In the meantime - well - I somehow have to get this test boing.

Let''s see.

I can easily have:
(a) the center of the cone, my camera (a Vector3).
(b) a Vector from there into the view frustrum (to it''s center).
(c) as it looks like the cone angle - as I actually do enter it into the D3DXMatrixPerspectiveFovLH call.

I also have the position of the sphere and it''s radius.

What I understand so far is - I basically have to compute the distance of the line going through the sphere center AND the cone axis, and being 90 degree to the cone axis. Surely.

Shit, I tart to really miss my math days. Totally out of control, my knowledge.

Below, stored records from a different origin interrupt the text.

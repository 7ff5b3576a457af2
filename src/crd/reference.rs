//! # References
//!
//! Object references shared by managed resources and usage records.

use schemars::JsonSchema;
use serde::{Deserialize, Serialize};

/// Reference from a managed resource to the provider configuration it uses
#[derive(Debug, Clone, PartialEq, Eq, Hash, Deserialize, Serialize, JsonSchema)]
#[serde(rename_all = "camelCase")]
pub struct ProviderConfigReference {
    /// Name of the provider configuration
    pub name: String,
    /// Kind of the provider configuration: ProviderConfig or ClusterProviderConfig
    pub kind: String,
}

impl ProviderConfigReference {
    pub fn new(name: impl Into<String>, kind: impl Into<String>) -> Self {
        Self {
            name: name.into(),
            kind: kind.into(),
        }
    }
}

/// Reference to an object of a specific API version and kind
#[derive(Debug, Clone, PartialEq, Eq, Deserialize, Serialize, JsonSchema)]
#[serde(rename_all = "camelCase")]
pub struct TypedReference {
    pub api_version: String,
    pub kind: String,
    pub name: String,
}
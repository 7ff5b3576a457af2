//! # Clients
//!
//! Resolution of the provider configuration a managed resource uses, and the
//! read-only client capabilities it needs.

pub mod credentials;
mod resolve;

pub use credentials::{extract_credentials, CredentialsError};
pub use resolve::{resolve_provider_config, ResolveError};

use crate::crd::ProviderConfigObject;
use crate::resource::ObjectKey;
use anyhow::Result;
use async_trait::async_trait;
use k8s_openapi::api::core::v1::Secret;
use kube::{Api, Client};

/// Reads provider configuration objects of a statically known kind
#[async_trait]
pub trait ObjectReader: Send + Sync {
    /// Fetch the object of kind `K` identified by `key`
    async fn get<K>(&self, key: &ObjectKey) -> Result<K>
    where
        K: ProviderConfigObject;
}

/// The client must be built after `runtime::install_crypto_provider`
#[async_trait]
impl ObjectReader for Client {
    async fn get<K>(&self, key: &ObjectKey) -> Result<K>
    where
        K: ProviderConfigObject,
    {
        let api = K::api(self.clone(), key)?;
        Ok(api.get(&key.name).await?)
    }
}

/// Reads Kubernetes Secrets
#[async_trait]
pub trait SecretReader: Send + Sync {
    async fn get_secret(&self, namespace: &str, name: &str) -> Result<Secret>;
}

#[async_trait]
impl SecretReader for Client {
    async fn get_secret(&self, namespace: &str, name: &str) -> Result<Secret> {
        let api: Api<Secret> = Api::namespaced(self.clone(), namespace);
        Ok(api.get(name).await?)
    }
}
//! # Logging
//!
//! Tracing subscriber setup for binaries embedding the provider.

use crate::config::{ControllerConfig, LogFormat};
use anyhow::{Context, Result};
use tracing_subscriber::EnvFilter;

/// Build the log filter
///
/// `RUST_LOG` wins when set and valid; otherwise the configured level applies to
/// this crate and everything else logs at WARN.
pub fn build_env_filter(config: &ControllerConfig) -> EnvFilter {
    EnvFilter::try_from_default_env().unwrap_or_else(|_| default_filter(config))
}

fn default_filter(config: &ControllerConfig) -> EnvFilter {
    let level = config.log_level.to_lowercase();
    EnvFilter::try_new(format!("warn,provider_helm={}", level))
        .unwrap_or_else(|_| EnvFilter::new("warn,provider_helm=info"))
}

/// Install the global tracing subscriber
///
/// Fails if a global subscriber is already installed.
pub fn init_tracing(config: &ControllerConfig) -> Result<()> {
    let filter = build_env_filter(config);
    let result = match config.log_format {
        LogFormat::Json => tracing_subscriber::fmt()
            .json()
            .with_env_filter(filter)
            .try_init(),
        LogFormat::Text => tracing_subscriber::fmt()
            .with_ansi(config.log_enable_color)
            .with_env_filter(filter)
            .try_init(),
    };

    result
        .map_err(|e| anyhow::anyhow!(e))
        .context("Failed to install tracing subscriber")
}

Here is what I found as a formula iun pseudocode - any help really appreciated:
quote:

bool SPhereIntersectCone (Sphere S, Cone K) {
U = K.Vertex - (Sphere.Radius/K.sin)*K.Axis;
// I assume that U is a Vector3 here. Where the hell do I get the sin from?
D = S.center - U
// No clue.
if (Dot(K.axis,D) bigger (Length(D)*K.cos) {
// Nice - where do I get the cos value from now.
// center is inside K
return true;
} else {
return false;
}
}

Whow - I knew all this stuff 0 yars ago. Hell, I had stellar mathematics in my last year''s physics class. All this Database work seems to have really done something to my brain.

Can anyone step in and help me a little more? I just ordered the book, but I fear it comes too late :-(

Regards

Thomas Tomiczek
THONA Consulting Ltd.
(Microsoft MVP C#/.NET)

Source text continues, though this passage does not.